Work request
Check the entries below and say how many lines include the word "marker". No other text is wanted.

Records to process
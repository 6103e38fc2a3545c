//! Text rendering of snapshots and events

use std::fmt::Write;

use canopy_tree::{Column, TreeEvent, TreeSnapshot};

/// Render the tree as an indented listing
pub fn render_tree(snapshot: &TreeSnapshot) -> String {
    let mut out = String::new();
    let _ = writeln!(
        out,
        "{:<6} {:<34} {:<12} {}",
        "node",
        Column::Name.header(),
        Column::Bitrate.header(),
        Column::Transmit.header()
    );

    for bus in &snapshot.buses {
        let live = if bus.live { "  live" } else { "" };
        let _ = writeln!(
            out,
            "{:<6} {} {:<30} {:<12} {}{}",
            bus.node.to_string(),
            bus.connected.marker(),
            bus.name,
            bus.bitrate_label,
            bus.transmit.marker(),
            live
        );
        for device in &bus.devices {
            let online = if device.effective_active {
                "  online"
            } else {
                ""
            };
            let _ = writeln!(
                out,
                "  {:<4} {} {:<30} {:<12} {}{}",
                device.node.to_string(),
                device.active.marker(),
                device.name,
                "",
                device.transmit.marker(),
                online
            );
        }
    }
    out
}

/// One-line description of an event worth showing, if any
pub fn describe_event(event: &TreeEvent) -> Option<String> {
    match event {
        TreeEvent::ChannelConnected { bus } => Some(format!("{} connected", bus)),
        TreeEvent::ChannelDisconnected { bus } => Some(format!("{} disconnected", bus)),
        TreeEvent::WentOffline { bus, reason } => Some(format!("{} went offline: {}", bus, reason)),
        TreeEvent::ChannelOpenFailed { bus, message } => {
            Some(format!("{} failed to open: {}", bus, message))
        }
        TreeEvent::DeviceRemoved { endpoint } => Some(format!("{} removed", endpoint)),
        _ => None,
    }
}

#[cfg(test)]
mod tests {
    use super::*;
    use canopy_tree::{BusFamily, BusRow, DeviceRow, EndpointId, InterfaceParams, NodeId, TriState};

    #[test]
    fn test_render_marks_state() {
        let snapshot = TreeSnapshot {
            buses: vec![BusRow {
                node: NodeId(3),
                family: BusFamily::Can,
                name: "socketcan - vcan0".to_string(),
                params: Some(InterfaceParams::can("socketcan", "vcan0")),
                bitrate: 500_000,
                bitrate_label: "500 kBit/s".to_string(),
                connected: TriState::On,
                transmit: TriState::Off,
                live: true,
                placeholder: false,
                devices: vec![DeviceRow {
                    node: NodeId(4),
                    endpoint: EndpointId(1),
                    name: "meter".to_string(),
                    active: TriState::Partial,
                    transmit: TriState::Off,
                    effective_active: false,
                }],
            }],
        };

        let text = render_tree(&snapshot);
        let lines: Vec<_> = text.lines().collect();
        assert_eq!(lines.len(), 3);
        assert!(lines[1].contains("[x] socketcan - vcan0"));
        assert!(lines[1].ends_with("live"));
        assert!(lines[2].contains("[~] meter"));
        assert!(!lines[2].contains("online"));
    }

    #[test]
    fn test_value_changes_are_quiet() {
        assert!(describe_event(&TreeEvent::cell_changed(NodeId(1), Column::Name)).is_none());
        assert_eq!(
            describe_event(&TreeEvent::WentOffline {
                bus: NodeId(2),
                reason: "unplugged".to_string()
            })
            .as_deref(),
            Some("#2 went offline: unplugged")
        );
    }
}
//! Virtual channel family
//!
//! A [`VirtualChannelFactory`] stands in for a bus driver. It records every
//! open and close, broadcasts every payload sent through its channels, and
//! lets tests inject open failures or kill an open channel the way an
//! unplugged adapter would.

use std::collections::{HashMap, HashSet};
use std::fmt;
use std::sync::{Arc, Mutex, MutexGuard};

use canopy_tree::{
    BusFamily, ChannelError, ChannelFactory, InterfaceParams, LiveChannel, OfflineNotifier,
};
use serde::{Deserialize, Serialize};
use tokio::sync::broadcast;
use tracing::{debug, info};

use crate::error::SimError;

/// Capacity of the sent-frame broadcast
const FRAME_CAPACITY: usize = 256;

/// A payload sent through a virtual channel
#[derive(Debug, Clone, PartialEq, Eq, Serialize, Deserialize)]
pub struct SentFrame {
    /// Joined interface parameters
    pub interface: String,
    /// Bitrate the channel was opened at
    pub bitrate: u32,
    /// Raw payload
    pub payload: Vec<u8>,
}

/// One successful open
#[derive(Debug, Clone, PartialEq, Eq, Serialize, Deserialize)]
pub struct OpenRecord {
    /// Joined interface parameters
    pub interface: String,
    /// Requested bitrate
    pub bitrate: u32,
}

struct OpenChannel {
    serial: u64,
    bitrate: u32,
    notifier: OfflineNotifier,
}

#[derive(Default)]
struct SimState {
    /// `None` means every interface of the family exists
    available: Option<HashSet<String>>,
    open: HashMap<String, OpenChannel>,
    opens: Vec<OpenRecord>,
    closes: usize,
    fail_next: Option<String>,
    next_serial: u64,
}

fn lock(state: &Mutex<SimState>) -> MutexGuard<'_, SimState> {
    state.lock().unwrap_or_else(|poisoned| poisoned.into_inner())
}

/// Channel factory backed by virtual hardware
#[derive(Clone)]
pub struct VirtualChannelFactory {
    family: BusFamily,
    state: Arc<Mutex<SimState>>,
    frames: broadcast::Sender<SentFrame>,
}

impl VirtualChannelFactory {
    /// Create a factory on which every interface of `family` exists
    pub fn new(family: BusFamily) -> Self {
        let (frames, _) = broadcast::channel(FRAME_CAPACITY);
        Self {
            family,
            state: Arc::new(Mutex::new(SimState::default())),
            frames,
        }
    }

    /// Create a factory on which only the given interfaces exist
    pub fn with_interfaces(
        family: BusFamily,
        interfaces: impl IntoIterator<Item = InterfaceParams>,
    ) -> Self {
        let factory = Self::new(family);
        lock(&factory.state).available =
            Some(interfaces.into_iter().map(|p| p.unique()).collect());
        factory
    }

    /// Make an interface exist
    pub fn plug(&self, params: &InterfaceParams) {
        if let Some(available) = lock(&self.state).available.as_mut() {
            available.insert(params.unique());
        }
    }

    /// Remove an interface, killing its open channel if any
    pub fn unplug(&self, params: &InterfaceParams) -> Result<(), SimError> {
        let interface = params.unique();
        let was_available = match lock(&self.state).available.as_mut() {
            Some(available) => available.remove(&interface),
            None => true,
        };

        match self.fail(params, "device unplugged") {
            Err(SimError::NotOpen(_)) if was_available => Ok(()),
            Err(SimError::NotOpen(_)) => Err(SimError::UnknownInterface(interface)),
            other => other,
        }
    }

    /// Kill the open channel on an interface and report it offline
    pub fn fail(&self, params: &InterfaceParams, reason: &str) -> Result<(), SimError> {
        let interface = params.unique();
        let channel = lock(&self.state)
            .open
            .remove(&interface)
            .ok_or_else(|| SimError::NotOpen(interface.clone()))?;

        info!("Virtual {} failed: {}", interface, reason);
        channel.notifier.report(reason);
        Ok(())
    }

    /// Make the next open fail with `reason`
    pub fn fail_next_open(&self, reason: impl Into<String>) {
        lock(&self.state).fail_next = Some(reason.into());
    }

    /// Subscribe to payloads sent through this factory's channels
    pub fn subscribe(&self) -> broadcast::Receiver<SentFrame> {
        self.frames.subscribe()
    }

    /// Check if an interface has an open channel
    pub fn is_open(&self, params: &InterfaceParams) -> bool {
        lock(&self.state).open.contains_key(&params.unique())
    }

    /// Bitrate of the open channel on an interface
    pub fn open_bitrate(&self, params: &InterfaceParams) -> Option<u32> {
        lock(&self.state)
            .open
            .get(&params.unique())
            .map(|c| c.bitrate)
    }

    /// Number of currently open channels
    pub fn open_count(&self) -> usize {
        lock(&self.state).open.len()
    }

    /// Every successful open so far
    pub fn opens(&self) -> Vec<OpenRecord> {
        lock(&self.state).opens.clone()
    }

    /// Number of channels closed by their owner
    pub fn close_count(&self) -> usize {
        lock(&self.state).closes
    }
}

impl ChannelFactory for VirtualChannelFactory {
    fn family(&self) -> BusFamily {
        self.family
    }

    fn open(
        &self,
        params: &InterfaceParams,
        bitrate: u32,
        notifier: OfflineNotifier,
    ) -> Result<Box<dyn LiveChannel>, ChannelError> {
        if params.family() != self.family {
            return Err(ChannelError::UnsupportedParams(params.unique()));
        }

        let interface = params.unique();
        let mut state = lock(&self.state);
        if let Some(reason) = state.fail_next.take() {
            return Err(ChannelError::OpenFailed { interface, reason });
        }
        if let Some(available) = &state.available {
            if !available.contains(&interface) {
                return Err(ChannelError::OpenFailed {
                    interface,
                    reason: "no such device".to_string(),
                });
            }
        }

        state.next_serial += 1;
        let serial = state.next_serial;
        state.open.insert(
            interface.clone(),
            OpenChannel {
                serial,
                bitrate,
                notifier,
            },
        );
        state.opens.push(OpenRecord {
            interface: interface.clone(),
            bitrate,
        });
        debug!("Virtual {} open at {} bit/s", interface, bitrate);

        Ok(Box::new(VirtualChannel {
            interface,
            bitrate,
            serial,
            state: Arc::clone(&self.state),
            frames: self.frames.clone(),
        }))
    }
}

impl fmt::Debug for VirtualChannelFactory {
    fn fmt(&self, f: &mut fmt::Formatter<'_>) -> fmt::Result {
        let state = lock(&self.state);
        f.debug_struct("VirtualChannelFactory")
            .field("family", &self.family)
            .field("open", &state.open.len())
            .field("opens", &state.opens.len())
            .field("closes", &state.closes)
            .finish()
    }
}

/// A live virtual channel
pub struct VirtualChannel {
    interface: String,
    bitrate: u32,
    serial: u64,
    state: Arc<Mutex<SimState>>,
    frames: broadcast::Sender<SentFrame>,
}

impl VirtualChannel {
    fn is_current(&self, state: &SimState) -> bool {
        state
            .open
            .get(&self.interface)
            .is_some_and(|c| c.serial == self.serial)
    }
}

impl LiveChannel for VirtualChannel {
    fn send(&mut self, payload: &[u8]) -> Result<(), ChannelError> {
        if !self.is_current(&lock(&self.state)) {
            return Err(ChannelError::NotConnected);
        }

        // No subscribers is fine
        let _ = self.frames.send(SentFrame {
            interface: self.interface.clone(),
            bitrate: self.bitrate,
            payload: payload.to_vec(),
        });
        Ok(())
    }

    fn close(&mut self) {
        let mut state = lock(&self.state);
        state.closes += 1;
        if self.is_current(&state) {
            state.open.remove(&self.interface);
        }
        debug!("Virtual {} closed", self.interface);
    }
}

#[cfg(test)]
mod tests {
    use super::*;
    use canopy_tree::{NodeId, OfflineReport};
    use tokio::sync::mpsc;

    fn notifier() -> (OfflineNotifier, mpsc::UnboundedReceiver<OfflineReport>) {
        let (tx, rx) = mpsc::unbounded_channel();
        (OfflineNotifier::new(NodeId(2), 1, tx), rx)
    }

    #[test]
    fn test_open_and_close_accounting() {
        let factory = VirtualChannelFactory::new(BusFamily::Can);
        let params = InterfaceParams::can("socketcan", "vcan0");
        let (n, _rx) = notifier();

        let mut channel = factory.open(&params, 250_000, n).unwrap();
        assert!(factory.is_open(&params));
        assert_eq!(factory.open_bitrate(&params), Some(250_000));
        assert_eq!(
            factory.opens(),
            vec![OpenRecord {
                interface: "socketcan - vcan0".to_string(),
                bitrate: 250_000
            }]
        );

        channel.close();
        assert!(!factory.is_open(&params));
        assert_eq!(factory.close_count(), 1);
    }

    #[test]
    fn test_restricted_interfaces() {
        let present = InterfaceParams::can("socketcan", "vcan0");
        let factory = VirtualChannelFactory::with_interfaces(BusFamily::Can, [present.clone()]);
        let (n, _rx) = notifier();
        assert!(factory
            .open(&InterfaceParams::can("socketcan", "vcan1"), 500_000, n.clone())
            .is_err());
        assert!(factory.open(&present, 500_000, n.clone()).is_ok());

        assert!(factory
            .open(&InterfaceParams::serial("/dev/ttyUSB0"), 9600, n)
            .is_err());
    }

    #[test]
    fn test_fail_next_open() {
        let factory = VirtualChannelFactory::new(BusFamily::SunSpec);
        let params = InterfaceParams::serial("/dev/ttyUSB0");
        factory.fail_next_open("permission denied");

        let (n, _rx) = notifier();
        let err = factory.open(&params, 9600, n.clone()).err().unwrap();
        assert!(err.to_string().contains("permission denied"));
        assert!(factory.open(&params, 9600, n).is_ok());
    }

    #[test]
    fn test_unplug_reports_offline() {
        let params = InterfaceParams::can("pcan", "PCAN_USBBUS1");
        let factory = VirtualChannelFactory::with_interfaces(BusFamily::Can, [params.clone()]);
        let (n, mut rx) = notifier();
        let mut channel = factory.open(&params, 500_000, n).unwrap();

        factory.unplug(&params).unwrap();
        let report = rx.try_recv().unwrap();
        assert_eq!(report.reason, "device unplugged");
        assert!(matches!(channel.send(b"x"), Err(ChannelError::NotConnected)));

        let (n, _rx) = notifier();
        assert!(factory.open(&params, 500_000, n).is_err());
        assert!(matches!(
            factory.unplug(&params),
            Err(SimError::UnknownInterface(_))
        ));
    }

    #[test]
    fn test_stale_close_keeps_newer_channel() {
        let factory = VirtualChannelFactory::new(BusFamily::Can);
        let params = InterfaceParams::can("socketcan", "vcan0");
        let (n, _rx) = notifier();

        let mut old = factory.open(&params, 500_000, n.clone()).unwrap();
        let _new = factory.open(&params, 125_000, n).unwrap();
        old.close();

        assert!(factory.is_open(&params));
        assert_eq!(factory.open_bitrate(&params), Some(125_000));
    }

    #[test]
    fn test_frames_are_broadcast() {
        let factory = VirtualChannelFactory::new(BusFamily::Can);
        let params = InterfaceParams::can("socketcan", "vcan3");
        let mut frames = factory.subscribe();
        let (n, _rx) = notifier();

        let mut channel = factory.open(&params, 1_000_000, n).unwrap();
        channel.send(&[0xde, 0xad]).unwrap();

        let frame = frames.try_recv().unwrap();
        assert_eq!(frame.interface, "socketcan - vcan3");
        assert_eq!(frame.bitrate, 1_000_000);
        assert_eq!(frame.payload, vec![0xde, 0xad]);
    }
}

Reply to the exercise
4